0
3689
Газета Персона Интернет-версия

07.07.2016 00:01:00

Аполлон в розовых облаках

Тэги: проза, жзл, андрей битов, сергей довлатов, иосиф бродский, америка, реализм, постмодернизм, москва, зюскинд, зощенко


проза, «жзл», андрей битов, сергей довлатов, иосиф бродский, америка, реализм, постмодернизм, москва, зюскинд, зощенко Валерий Попов: «Я создал жизнь, какую хотел, и для писателя это главное счастье». Фото из архива Валерия Попова

Прозаик Валерий Попов, несмотря на солидный возраст, бодр, витален и полон планов. В 2015-м к его премиальному списку добавилась Премия им. Гоголя за книгу «Зощенко». С Валерием ПОПОВЫМ побеседовала Мария ПАНКЕВИЧ.

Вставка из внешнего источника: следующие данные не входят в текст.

//! XML 1.0 parser.
//!
//! A hand-rolled recursive descent parser for W3C XML 1.0 (Fifth Edition)
//! with Namespaces in XML 1.0. The parser builds a [`Document`] tree, reads
//! the DOCTYPE's internal and external subsets into a DTD, expands entity
//! references and applies attribute defaults. It does not check validity
//! constraints; [`crate::validation::check`] does that over the finished
//! tree.

pub(crate) mod input;
mod xml;

use std::path::PathBuf;
use std::sync::Arc;

use crate::error::ParseError;
use crate::resolver::{EntityResolver, FileResolver};
use crate::tree::Document;
use crate::validation::dtd::Dtd;

use input::{
    DEFAULT_MAX_ATTRIBUTES, DEFAULT_MAX_DEPTH, DEFAULT_MAX_ENTITY_EXPANSIONS,
    DEFAULT_MAX_NAME_LENGTH,
};

/// Parse options controlling parser behavior and security limits.
///
/// Use the builder pattern to configure options:
///
/// ```
/// use xmlvalidator::parser::ParseOptions;
///
/// let opts = ParseOptions::default()
///     .load_external_dtd(false)
///     .max_depth(128);
/// ```
pub struct ParseOptions {
    /// Read the external DTD subset, external parameter entities and
    /// external general entities (default: true). When false, a general
    /// entity declared only in unread declarations is kept as an
    /// [`NodeKind::EntityRef`](crate::tree::NodeKind::EntityRef) node.
    pub load_external_dtd: bool,
    /// Apply Namespaces in XML 1.0 (default: true). When false, names are
    /// kept whole and `xmlns` attributes are ordinary attributes.
    pub namespaces: bool,
    /// Directory the DOCTYPE's relative system identifier resolves against.
    /// `None` means the process working directory.
    pub base_dir: Option<PathBuf>,
    /// Loads external entities (default: [`FileResolver`]).
    pub entity_resolver: Arc<dyn EntityResolver>,

    // -- Security limits --
    /// Maximum element nesting depth (default: 256).
    pub max_depth: u32,
    /// Maximum number of attributes on a single element (default: 256).
    pub max_attributes: u32,
    /// Maximum length in bytes of an element or attribute name (default: 50,000).
    pub max_name_length: usize,
    /// Maximum number of entity reference expansions per document,
    /// parameter entities included (default: 10,000).
    pub max_entity_expansions: u32,
}

impl Clone for ParseOptions {
    fn clone(&self) -> Self {
        Self {
            load_external_dtd: self.load_external_dtd,
            namespaces: self.namespaces,
            base_dir: self.base_dir.clone(),
            entity_resolver: Arc::clone(&self.entity_resolver),
            max_depth: self.max_depth,
            max_attributes: self.max_attributes,
            max_name_length: self.max_name_length,
            max_entity_expansions: self.max_entity_expansions,
        }
    }
}

impl std::fmt::Debug for ParseOptions {
    fn fmt(&self, f: &mut std::fmt::Formatter<'_>) -> std::fmt::Result {
        f.debug_struct("ParseOptions")
            .field("load_external_dtd", &self.load_external_dtd)
            .field("namespaces", &self.namespaces)
            .field("base_dir", &self.base_dir)
            .field("entity_resolver", &"...")
            .field("max_depth", &self.max_depth)
            .field("max_attributes", &self.max_attributes)
            .field("max_name_length", &self.max_name_length)
            .field("max_entity_expansions", &self.max_entity_expansions)
            .finish()
    }
}

impl Default for ParseOptions {
    fn default() -> Self {
        Self {
            load_external_dtd: true,
            namespaces: true,
            base_dir: None,
            entity_resolver: Arc::new(FileResolver),
            max_depth: DEFAULT_MAX_DEPTH,
            max_attributes: DEFAULT_MAX_ATTRIBUTES,
            max_name_length: DEFAULT_MAX_NAME_LENGTH,
            max_entity_expansions: DEFAULT_MAX_ENTITY_EXPANSIONS,
        }
    }
}

impl ParseOptions {
    /// Enables or disables reading of external DTD subsets and entities.
    #[must_use]
    pub fn load_external_dtd(mut self, yes: bool) -> Self {
        self.load_external_dtd = yes;
        self
    }

    /// Enables or disables namespace processing.
    #[must_use]
    pub fn namespaces(mut self, yes: bool) -> Self {
        self.namespaces = yes;
        self
    }

    /// Sets the directory relative system identifiers resolve against.
    #[must_use]
    pub fn base_dir(mut self, dir: impl Into<PathBuf>) -> Self {
        self.base_dir = Some(dir.into());
        self
    }

    /// Sets the external entity resolver.
    ///
    /// # Security
    ///
    /// **Warning:** Resolving external entities of untrusted documents
    /// opens the door to XML External Entity (XXE) attacks. Restrict which
    /// identifiers the resolver is willing to load.
    #[must_use]
    pub fn entity_resolver(mut self, resolver: impl EntityResolver + 'static) -> Self {
        self.entity_resolver = Arc::new(resolver);
        self
    }

    /// Sets the maximum element nesting depth.
    #[must_use]
    pub fn max_depth(mut self, max: u32) -> Self {
        self.max_depth = max;
        self
    }

    /// Sets the maximum number of attributes per element.
    #[must_use]
    pub fn max_attributes(mut self, max: u32) -> Self {
        self.max_attributes = max;
        self
    }

    /// Sets the maximum element/attribute name length in bytes.
    #[must_use]
    pub fn max_name_length(mut self, max: usize) -> Self {
        self.max_name_length = max;
        self
    }

    /// Sets the maximum number of entity reference expansions.
    #[must_use]
    pub fn max_entity_expansions(mut self, max: u32) -> Self {
        self.max_entity_expansions = max;
        self
    }
}

/// Parses an XML string with default options.
///
/// # Errors
///
/// Returns `ParseError` if the input is not well-formed XML.
pub fn parse_str(input: &str) -> Result<Document, ParseError> {
    parse_str_with_options(input, &ParseOptions::default())
}

/// Parses an XML string with the given options.
///
/// # Errors
///
/// Returns `ParseError` if the input (or an entity or DTD it pulls in) is
/// not well-formed.
pub fn parse_str_with_options(input: &str, options: &ParseOptions) -> Result<Document, ParseError> {
    parse_document(input, options).map(|(doc, _)| doc)
}

/// Parses a document and returns the DTD read from its DOCTYPE, if any.
pub(crate) fn parse_document(
    input: &str,
    options: &ParseOptions,
) -> Result<(Document, Option<Dtd>), ParseError> {
    tracing::debug!(bytes = input.len(), "parsing document");
    let parser = xml::XmlParser::new(input, options);
    let parsed = parser.parse()?;
    tracing::debug!(nodes = parsed.0.node_count(), "parsed document");
    Ok(parsed)
}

– Валерий Георгиевич, что вы как мэтр скажете о современном литературном мире?

– Было потрясающей удачей в 40-х годах оказаться вместе с Андреем Битовым, Глебом Горбовским, Сергеем Довлатовым… Мы все были почти дворовыми друзьями. Это была какая-то физиологическая непонятная вспышка – столько ярких людей оказалось в одно время и в одном месте и сразу оценили друг друга… Так и возникает культура. Потом нас уже было не запутать: такое детство и юность неповторимы, по-моему, лучше быть не может, восторг уже ничто не отменит. Сейчас такой «могучей кучки» не существует. Время было такое, что писательство казалось лучшей карьерой, и это подтвердилось... В нашей компании был человек, который сказал, что умрет через три месяца. И действительно, он умер через три месяца. Но эти три месяца он с нами ходил неотрывно, он понимал, что это самое главное, что есть в городе – литература и компания литераторов. И действительно, ничего интереснее не было, да и сейчас нет ничего интереснее, но так отчаянно ринуться сейчас боятся, куражу того нет. Причем была и борьба. Мы хоть и ценили друг друга, и потом эти точные оценки каждому очень помогли, соперничали остро.  Один раз мы с Андреем Битовым дрались всю ночь, и это была историческая драка! Он меня ударил по голове деревянным паровозиком с колесиками, схватив его из манежика своей дочки, которая была на даче. Ему показалось, я непочтительно задел эту колыбельку, и он меня ударил этим паровозиком по голове. Мы украли у соседей хлебный нож, и потом он валялся на газоне на улице Маяковского, но не был окровавлен. Мы его не пустили в ход – не было цели убить, лишь – сломить. Но победили оба! Когда я позвонил Андрею утром, он сказал, что нет проблем, нормально отдохнули... С тех пор, когда мы видимся, я спрашиваю, где наш паровозик. Мы были мужественно великодушны – подрались, но не поссорились, так и прожили соперниками-союзниками… И когда я увидел Иосифа Бродского в Америке (он меня туда позвал), я волновался: он уже нобелевский лауреат, а я остался тем же. Но оказалось, что ленинградская память очень важна и для него. Он подошел и радостно сказал: «Валера, ты изменился только в диаметре!» И тогда я понял, что братство сохранилось.

– Ваши рассказы о советских временах искрометны, я с огромным удовольствием их читала.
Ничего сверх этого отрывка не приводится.